La evaluación del riesgo asociado a ciclones tropicales enfrenta una limitación fundamental: los registros históricos son demasiado breves y dispersos para capturar la verdadera frecuencia de eventos extremos, especialmente aquellos de alta intensidad que provocan las mayores pérdidas aseguradas. Para superar esta barrera, los modelos estocásticos de generación de trayectorias se han convertido en una herramienta indispensable. Recientemente, se ha presentado un nuevo enfoque denominado WHITS (Wind-focused Hurricane Interactive Track Simulator), un generador de trayectorias no paramétrico y semi-Markoviano que extiende marcos previos al condicionar las transiciones entre segmentos históricos no solo por posición, edad y vector de avance, sino también por la velocidad del viento local. Este refinamiento permite suprimir saltos dinámicamente inconsistentes y eliminar discontinuidades que afectaban a simulaciones anteriores, ofreciendo un catálogo sintético global de 10.000 años que reproduce con fidelidad la densidad de trayectorias observada y la probabilidad de impacto de vientos huracanados en todas las cuencas.

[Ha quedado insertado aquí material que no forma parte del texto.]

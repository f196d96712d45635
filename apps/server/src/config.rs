use anyhow::Context;
use std::{net::SocketAddr, time::Duration};

use helpdesk_core::constants::{DEFAULT_CONTENT_CACHE_SECS, DEFAULT_PERIOD_DAYS};

pub struct Config {
    pub listen_addr: SocketAddr,
    pub db_path: String,
    pub cors_allow: Vec<String>,
    pub request_timeout: Duration,
    /// Lifetime of a tenant's resolved guide list; zero disables caching.
    pub content_cache_ttl: Duration,
    /// Scoring window used when a request does not name one.
    pub health_period_days: i64,
}

impl Config {
    /// Reads `HD_*` variables, loading a `.env` file first when present.
    pub fn from_env() -> anyhow::Result<Self> {
        dotenvy::dotenv().ok();
        Self::from_lookup(|key| std::env::var(key).ok())
    }

    pub fn from_lookup<F>(lookup: F) -> anyhow::Result<Self>
    where
        F: Fn(&str) -> Option<String>,
    {
        let listen_addr: SocketAddr = lookup("HD_LISTEN_ADDR")
            .unwrap_or_else(|| "0.0.0.0:8080".to_string())
            .parse()
            .context("Invalid HD_LISTEN_ADDR")?;
        let db_path = lookup("HD_DB_PATH").unwrap_or_else(|| "./db/helpdesk.db".into());
        let cors_allow = lookup("HD_CORS_ALLOW_ORIGINS")
            .unwrap_or_else(|| "*".into())
            .split(',')
            .map(|s| s.trim().to_string())
            .filter(|s| !s.is_empty())
            .collect();
        let timeout_ms: u64 = lookup("HD_REQUEST_TIMEOUT_MS")
            .and_then(|v| v.parse().ok())
            .unwrap_or(30000);
        let cache_secs: u64 = lookup("HD_CONTENT_CACHE_SECS")
            .and_then(|v| v.parse().ok())
            .unwrap_or(DEFAULT_CONTENT_CACHE_SECS);
        let health_period_days: i64 = match lookup("HD_HEALTH_PERIOD_DAYS") {
            Some(v) => v.parse().context("Invalid HD_HEALTH_PERIOD_DAYS")?,
            None => DEFAULT_PERIOD_DAYS,
        };
        if health_period_days <= 0 {
            anyhow::bail!("HD_HEALTH_PERIOD_DAYS must be at least 1");
        }

        Ok(Self {
            listen_addr,
            db_path,
            cors_allow,
            request_timeout: Duration::from_millis(timeout_ms),
            content_cache_ttl: Duration::from_secs(cache_secs),
            health_period_days,
        })
    }
}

La construcción de un catálogo de esta magnitud requiere el procesamiento de grandes volúmenes de datos históricos provenientes de bases como IBTrACS, que en el Atlántico Norte se remonta a 1851. Para manejar esta complejidad computacional y almacenar los resultados de manera escalable, muchas organizaciones recurren a infraestructuras modernas como los servicios cloud AWS y Azure, que permiten ejecutar simulaciones masivas sin invertir en hardware propio. Además, la capacidad de analizar los patrones resultantes para la toma de decisiones en seguros o planificación territorial se beneficia enormemente de herramientas de IA para empresas, como los agentes IA que pueden detectar correlaciones entre variables ambientales y riesgos de impacto. La integración de estas tecnologías no solo acelera el desarrollo, sino que también garantiza la precisión necesaria para aplicaciones críticas.
En el contexto de la ingeniería de riesgos, contar con un modelo como WHITS abre la puerta a aplicaciones a medida que se adaptan a las necesidades específicas de cada cliente. Por ejemplo, una aseguradora podría necesitar un software a medida que incorpore este catálogo estocástico en su sistema de suscripción, combinándolo con datos de exposición y vulnerabilidad. Del mismo modo, la visualización de las probabilidades de impacto mediante dashboards interactivos construidos con Power BI (una de las herramientas que ofrecemos dentro de nuestros servicios inteligencia de negocio) permite a los analistas explorar escenarios de forma intuitiva. No obstante, la protección de estos datos sensibles es igualmente relevante; por ello, implementar medidas de ciberseguridad robustas en todo el flujo de procesamiento es una prioridad para cualquier empresa que maneje información crítica.
La evolución de los modelos climáticos y de riesgo sigue demandando innovación técnica y computacional. WHITS representa un avance significativo al generar una muestra grande y de bajo sesgo de trayectorias físicamente plausibles, superando las limitaciones de los métodos puramente estadísticos. Para las organizaciones que buscan incorporar este tipo de simulaciones en su estrategia, la combinación de infraestructura cloud, inteligencia artificial y desarrollo de aplicaciones personalizadas resulta clave. En Q2BSTUDIO, entendemos estas necesidades y ofrecemos soluciones integrales que permiten a nuestros clientes aprovechar al máximo los datos y modelos más avanzados, desde la nube hasta la última milla de la inteligencia de negocio.